*** Begin section ***

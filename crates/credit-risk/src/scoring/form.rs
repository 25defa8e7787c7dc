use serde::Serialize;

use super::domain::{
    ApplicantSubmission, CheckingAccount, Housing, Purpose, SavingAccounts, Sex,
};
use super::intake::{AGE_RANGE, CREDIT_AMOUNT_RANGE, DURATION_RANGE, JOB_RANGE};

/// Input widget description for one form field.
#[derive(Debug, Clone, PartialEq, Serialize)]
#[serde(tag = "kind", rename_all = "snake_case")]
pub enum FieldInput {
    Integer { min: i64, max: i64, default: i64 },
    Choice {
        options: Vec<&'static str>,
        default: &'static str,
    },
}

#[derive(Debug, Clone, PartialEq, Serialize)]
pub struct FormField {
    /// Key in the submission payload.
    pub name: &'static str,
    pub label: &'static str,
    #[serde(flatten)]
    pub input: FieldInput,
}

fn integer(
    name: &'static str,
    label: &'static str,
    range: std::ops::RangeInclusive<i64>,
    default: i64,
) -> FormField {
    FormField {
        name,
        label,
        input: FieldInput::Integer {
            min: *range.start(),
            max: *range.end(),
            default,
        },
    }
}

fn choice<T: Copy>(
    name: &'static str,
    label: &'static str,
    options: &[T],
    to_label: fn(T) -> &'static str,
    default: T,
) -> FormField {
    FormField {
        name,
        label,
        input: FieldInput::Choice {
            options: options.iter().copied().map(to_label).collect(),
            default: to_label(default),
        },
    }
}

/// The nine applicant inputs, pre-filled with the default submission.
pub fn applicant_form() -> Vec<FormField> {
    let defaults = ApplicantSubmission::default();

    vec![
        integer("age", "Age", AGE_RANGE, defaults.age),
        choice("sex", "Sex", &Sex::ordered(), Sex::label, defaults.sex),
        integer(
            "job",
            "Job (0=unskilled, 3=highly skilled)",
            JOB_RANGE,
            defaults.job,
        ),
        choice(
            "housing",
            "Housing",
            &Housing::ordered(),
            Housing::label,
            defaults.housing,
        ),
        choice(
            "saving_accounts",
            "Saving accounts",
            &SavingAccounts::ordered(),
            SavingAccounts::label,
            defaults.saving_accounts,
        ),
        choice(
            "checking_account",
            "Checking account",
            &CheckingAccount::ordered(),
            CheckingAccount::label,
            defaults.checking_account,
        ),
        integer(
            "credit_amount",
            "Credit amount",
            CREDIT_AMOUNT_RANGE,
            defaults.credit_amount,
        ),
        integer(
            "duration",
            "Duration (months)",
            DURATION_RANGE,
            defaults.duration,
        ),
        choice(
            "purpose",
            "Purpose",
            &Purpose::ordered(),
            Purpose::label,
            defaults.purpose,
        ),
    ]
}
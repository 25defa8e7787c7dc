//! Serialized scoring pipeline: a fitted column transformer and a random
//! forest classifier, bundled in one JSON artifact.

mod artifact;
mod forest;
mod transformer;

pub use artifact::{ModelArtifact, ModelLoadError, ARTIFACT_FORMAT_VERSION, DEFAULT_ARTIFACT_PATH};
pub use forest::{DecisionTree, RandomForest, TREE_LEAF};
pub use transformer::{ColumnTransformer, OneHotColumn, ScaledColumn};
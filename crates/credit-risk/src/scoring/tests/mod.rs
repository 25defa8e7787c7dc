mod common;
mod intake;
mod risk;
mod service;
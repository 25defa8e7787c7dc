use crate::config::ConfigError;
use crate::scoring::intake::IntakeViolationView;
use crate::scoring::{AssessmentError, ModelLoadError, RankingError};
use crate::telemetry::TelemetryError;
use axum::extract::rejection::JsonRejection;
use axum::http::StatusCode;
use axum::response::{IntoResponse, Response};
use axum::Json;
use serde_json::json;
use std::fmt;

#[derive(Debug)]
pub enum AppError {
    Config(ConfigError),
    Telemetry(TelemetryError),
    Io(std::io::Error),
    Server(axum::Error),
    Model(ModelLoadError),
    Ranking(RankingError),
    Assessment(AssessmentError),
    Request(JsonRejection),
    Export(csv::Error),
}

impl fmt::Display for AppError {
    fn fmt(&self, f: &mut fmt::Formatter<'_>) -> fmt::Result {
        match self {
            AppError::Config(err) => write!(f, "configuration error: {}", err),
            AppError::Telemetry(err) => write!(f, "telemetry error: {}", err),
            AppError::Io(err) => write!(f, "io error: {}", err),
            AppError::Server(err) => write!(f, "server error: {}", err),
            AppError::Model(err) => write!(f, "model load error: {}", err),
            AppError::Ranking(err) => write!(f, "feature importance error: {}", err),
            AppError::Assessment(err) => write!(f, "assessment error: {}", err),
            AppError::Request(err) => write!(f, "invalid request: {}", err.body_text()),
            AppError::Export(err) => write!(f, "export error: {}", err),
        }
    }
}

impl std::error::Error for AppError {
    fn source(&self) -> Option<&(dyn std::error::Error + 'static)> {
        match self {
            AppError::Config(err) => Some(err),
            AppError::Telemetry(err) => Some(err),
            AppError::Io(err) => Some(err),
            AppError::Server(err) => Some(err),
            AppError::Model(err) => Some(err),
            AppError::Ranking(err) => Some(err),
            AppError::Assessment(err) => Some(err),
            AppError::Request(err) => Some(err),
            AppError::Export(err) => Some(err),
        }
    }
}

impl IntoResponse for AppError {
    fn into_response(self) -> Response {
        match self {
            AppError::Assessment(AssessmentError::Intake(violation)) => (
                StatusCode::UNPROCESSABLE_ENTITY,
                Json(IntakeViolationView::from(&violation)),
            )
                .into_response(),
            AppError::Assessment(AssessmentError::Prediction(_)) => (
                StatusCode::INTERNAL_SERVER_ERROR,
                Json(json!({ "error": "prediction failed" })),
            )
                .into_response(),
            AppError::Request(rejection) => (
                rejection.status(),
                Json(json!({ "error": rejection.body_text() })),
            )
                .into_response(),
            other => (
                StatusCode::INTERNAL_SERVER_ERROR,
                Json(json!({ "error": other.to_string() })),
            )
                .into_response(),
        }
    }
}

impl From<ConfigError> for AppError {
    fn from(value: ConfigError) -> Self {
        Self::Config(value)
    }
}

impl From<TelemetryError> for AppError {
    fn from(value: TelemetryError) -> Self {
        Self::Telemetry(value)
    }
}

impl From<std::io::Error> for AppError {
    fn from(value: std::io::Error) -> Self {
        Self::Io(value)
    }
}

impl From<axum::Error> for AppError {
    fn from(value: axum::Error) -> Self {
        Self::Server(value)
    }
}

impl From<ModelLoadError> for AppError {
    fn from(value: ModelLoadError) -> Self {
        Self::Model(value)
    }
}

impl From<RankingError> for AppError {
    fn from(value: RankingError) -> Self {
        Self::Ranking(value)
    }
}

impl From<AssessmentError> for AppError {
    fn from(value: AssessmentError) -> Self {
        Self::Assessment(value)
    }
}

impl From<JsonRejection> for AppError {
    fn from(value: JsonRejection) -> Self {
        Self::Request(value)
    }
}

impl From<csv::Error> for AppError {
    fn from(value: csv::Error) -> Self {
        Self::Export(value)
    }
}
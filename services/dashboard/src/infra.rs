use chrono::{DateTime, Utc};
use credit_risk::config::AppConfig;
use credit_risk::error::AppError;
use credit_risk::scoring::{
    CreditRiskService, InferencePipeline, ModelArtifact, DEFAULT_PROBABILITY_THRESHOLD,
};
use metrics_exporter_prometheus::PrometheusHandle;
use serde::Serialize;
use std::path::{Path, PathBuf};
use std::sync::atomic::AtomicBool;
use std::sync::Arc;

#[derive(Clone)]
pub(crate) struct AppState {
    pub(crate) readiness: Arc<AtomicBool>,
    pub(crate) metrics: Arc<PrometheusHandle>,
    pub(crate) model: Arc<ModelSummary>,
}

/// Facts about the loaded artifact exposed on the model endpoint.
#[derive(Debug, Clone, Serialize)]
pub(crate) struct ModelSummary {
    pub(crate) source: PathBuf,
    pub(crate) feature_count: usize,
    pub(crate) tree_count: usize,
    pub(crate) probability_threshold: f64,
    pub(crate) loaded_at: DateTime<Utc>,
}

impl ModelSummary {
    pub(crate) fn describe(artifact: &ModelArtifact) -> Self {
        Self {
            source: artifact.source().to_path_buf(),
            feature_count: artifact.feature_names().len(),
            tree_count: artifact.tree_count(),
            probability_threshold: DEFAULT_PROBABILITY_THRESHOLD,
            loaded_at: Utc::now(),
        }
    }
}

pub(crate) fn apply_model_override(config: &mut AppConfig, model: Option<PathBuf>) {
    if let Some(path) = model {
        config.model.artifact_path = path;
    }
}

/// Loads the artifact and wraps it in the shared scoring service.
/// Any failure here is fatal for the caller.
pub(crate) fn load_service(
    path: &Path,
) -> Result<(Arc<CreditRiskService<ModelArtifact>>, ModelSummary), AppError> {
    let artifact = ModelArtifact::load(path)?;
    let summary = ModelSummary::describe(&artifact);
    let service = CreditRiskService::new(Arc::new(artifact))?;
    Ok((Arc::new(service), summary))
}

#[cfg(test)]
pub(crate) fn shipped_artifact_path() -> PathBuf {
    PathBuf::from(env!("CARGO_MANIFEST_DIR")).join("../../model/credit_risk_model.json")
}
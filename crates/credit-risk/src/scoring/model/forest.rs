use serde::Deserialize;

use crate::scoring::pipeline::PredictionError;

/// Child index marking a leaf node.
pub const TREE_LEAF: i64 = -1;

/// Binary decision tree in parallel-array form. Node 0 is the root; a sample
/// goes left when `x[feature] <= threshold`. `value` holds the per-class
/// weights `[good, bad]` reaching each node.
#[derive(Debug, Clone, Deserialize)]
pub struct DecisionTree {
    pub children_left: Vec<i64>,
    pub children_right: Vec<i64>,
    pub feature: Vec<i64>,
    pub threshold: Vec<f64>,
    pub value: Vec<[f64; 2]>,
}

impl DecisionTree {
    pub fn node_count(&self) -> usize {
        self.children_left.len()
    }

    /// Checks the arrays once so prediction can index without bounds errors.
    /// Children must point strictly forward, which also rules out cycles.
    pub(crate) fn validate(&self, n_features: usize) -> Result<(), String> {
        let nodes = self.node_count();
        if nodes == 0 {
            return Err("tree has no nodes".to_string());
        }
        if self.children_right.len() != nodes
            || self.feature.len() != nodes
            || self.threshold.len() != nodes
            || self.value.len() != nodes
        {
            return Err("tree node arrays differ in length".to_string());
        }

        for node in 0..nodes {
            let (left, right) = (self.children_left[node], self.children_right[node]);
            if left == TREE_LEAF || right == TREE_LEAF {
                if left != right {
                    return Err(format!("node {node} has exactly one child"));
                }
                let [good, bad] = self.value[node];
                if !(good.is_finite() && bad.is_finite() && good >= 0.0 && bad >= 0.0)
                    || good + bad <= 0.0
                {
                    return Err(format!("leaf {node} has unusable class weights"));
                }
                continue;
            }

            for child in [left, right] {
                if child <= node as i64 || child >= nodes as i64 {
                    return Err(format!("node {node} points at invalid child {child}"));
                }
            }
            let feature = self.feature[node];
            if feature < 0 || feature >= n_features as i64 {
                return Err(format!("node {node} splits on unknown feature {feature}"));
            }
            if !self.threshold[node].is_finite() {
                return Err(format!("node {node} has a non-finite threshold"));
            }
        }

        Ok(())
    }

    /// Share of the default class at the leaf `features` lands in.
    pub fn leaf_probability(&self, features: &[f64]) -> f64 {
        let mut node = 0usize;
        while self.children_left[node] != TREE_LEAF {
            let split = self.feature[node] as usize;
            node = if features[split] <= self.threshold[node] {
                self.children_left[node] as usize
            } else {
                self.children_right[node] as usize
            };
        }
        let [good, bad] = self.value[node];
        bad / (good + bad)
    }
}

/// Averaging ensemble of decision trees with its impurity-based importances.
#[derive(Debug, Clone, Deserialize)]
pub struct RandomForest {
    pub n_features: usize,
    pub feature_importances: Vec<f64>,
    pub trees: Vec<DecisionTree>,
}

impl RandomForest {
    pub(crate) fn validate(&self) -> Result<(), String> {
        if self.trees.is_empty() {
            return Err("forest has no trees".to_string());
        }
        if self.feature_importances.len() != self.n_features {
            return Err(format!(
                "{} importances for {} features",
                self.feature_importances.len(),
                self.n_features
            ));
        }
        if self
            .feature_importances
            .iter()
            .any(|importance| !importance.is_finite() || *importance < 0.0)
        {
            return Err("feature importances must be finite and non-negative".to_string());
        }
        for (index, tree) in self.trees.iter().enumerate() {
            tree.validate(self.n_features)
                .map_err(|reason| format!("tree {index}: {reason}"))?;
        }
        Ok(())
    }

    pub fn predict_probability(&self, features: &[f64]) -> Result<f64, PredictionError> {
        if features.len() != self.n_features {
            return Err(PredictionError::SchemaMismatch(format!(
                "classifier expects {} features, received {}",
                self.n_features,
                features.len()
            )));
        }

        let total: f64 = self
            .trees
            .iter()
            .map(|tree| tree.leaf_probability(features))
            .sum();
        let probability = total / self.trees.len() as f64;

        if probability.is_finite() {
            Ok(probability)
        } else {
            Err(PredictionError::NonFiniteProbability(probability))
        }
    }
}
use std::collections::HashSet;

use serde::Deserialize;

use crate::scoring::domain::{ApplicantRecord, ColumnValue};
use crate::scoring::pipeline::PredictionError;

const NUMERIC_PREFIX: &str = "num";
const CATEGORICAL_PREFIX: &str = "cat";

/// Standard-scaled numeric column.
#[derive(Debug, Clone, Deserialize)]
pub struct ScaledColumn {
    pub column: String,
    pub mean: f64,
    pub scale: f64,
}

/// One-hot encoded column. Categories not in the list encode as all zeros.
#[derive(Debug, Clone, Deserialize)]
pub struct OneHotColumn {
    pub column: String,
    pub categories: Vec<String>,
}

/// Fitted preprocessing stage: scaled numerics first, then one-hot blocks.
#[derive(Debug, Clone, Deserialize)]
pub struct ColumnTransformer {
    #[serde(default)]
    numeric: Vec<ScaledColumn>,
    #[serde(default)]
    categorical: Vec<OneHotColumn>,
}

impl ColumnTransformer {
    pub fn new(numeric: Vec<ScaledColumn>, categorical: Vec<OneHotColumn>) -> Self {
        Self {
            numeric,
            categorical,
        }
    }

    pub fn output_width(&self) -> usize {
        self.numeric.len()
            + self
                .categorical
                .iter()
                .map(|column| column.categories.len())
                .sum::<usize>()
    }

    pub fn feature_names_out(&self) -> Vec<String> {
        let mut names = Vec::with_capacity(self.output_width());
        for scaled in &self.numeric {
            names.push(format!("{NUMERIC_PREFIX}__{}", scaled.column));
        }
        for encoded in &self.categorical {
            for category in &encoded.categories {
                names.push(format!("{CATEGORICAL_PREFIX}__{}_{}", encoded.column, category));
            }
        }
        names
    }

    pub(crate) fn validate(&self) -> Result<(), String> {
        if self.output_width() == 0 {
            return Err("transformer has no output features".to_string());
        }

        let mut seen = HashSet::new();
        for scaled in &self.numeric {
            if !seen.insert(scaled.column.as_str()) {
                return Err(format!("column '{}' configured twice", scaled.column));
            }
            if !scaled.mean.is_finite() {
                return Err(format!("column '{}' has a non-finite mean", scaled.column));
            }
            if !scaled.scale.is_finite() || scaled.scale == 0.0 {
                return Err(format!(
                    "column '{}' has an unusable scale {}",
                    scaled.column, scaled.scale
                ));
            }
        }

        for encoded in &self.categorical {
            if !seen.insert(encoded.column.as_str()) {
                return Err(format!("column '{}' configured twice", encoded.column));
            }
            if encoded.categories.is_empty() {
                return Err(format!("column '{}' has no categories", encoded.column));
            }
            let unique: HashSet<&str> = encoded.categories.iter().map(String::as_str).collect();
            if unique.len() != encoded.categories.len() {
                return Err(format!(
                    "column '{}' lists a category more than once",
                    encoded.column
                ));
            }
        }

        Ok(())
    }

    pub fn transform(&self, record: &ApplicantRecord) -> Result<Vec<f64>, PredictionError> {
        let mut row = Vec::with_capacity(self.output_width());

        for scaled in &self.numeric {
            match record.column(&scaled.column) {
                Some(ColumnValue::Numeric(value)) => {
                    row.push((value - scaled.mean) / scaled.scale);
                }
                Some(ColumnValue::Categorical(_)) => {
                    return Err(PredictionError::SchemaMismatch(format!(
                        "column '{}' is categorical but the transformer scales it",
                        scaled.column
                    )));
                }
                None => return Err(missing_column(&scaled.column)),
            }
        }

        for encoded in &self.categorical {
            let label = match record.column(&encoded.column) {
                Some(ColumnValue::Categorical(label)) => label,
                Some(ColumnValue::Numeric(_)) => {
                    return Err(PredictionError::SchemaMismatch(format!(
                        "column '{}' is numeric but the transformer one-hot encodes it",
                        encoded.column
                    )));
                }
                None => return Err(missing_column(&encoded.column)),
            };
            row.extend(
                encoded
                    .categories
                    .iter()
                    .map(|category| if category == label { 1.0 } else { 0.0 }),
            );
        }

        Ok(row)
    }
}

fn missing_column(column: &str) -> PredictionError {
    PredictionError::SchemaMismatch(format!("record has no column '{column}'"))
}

*** End section ***

Search the data above for the string "const" and return every line that has it.

pub const TREE_LEAF: i64 = -1;
const NUMERIC_PREFIX: &str = "num";
const CATEGORICAL_PREFIX: &str = "cat";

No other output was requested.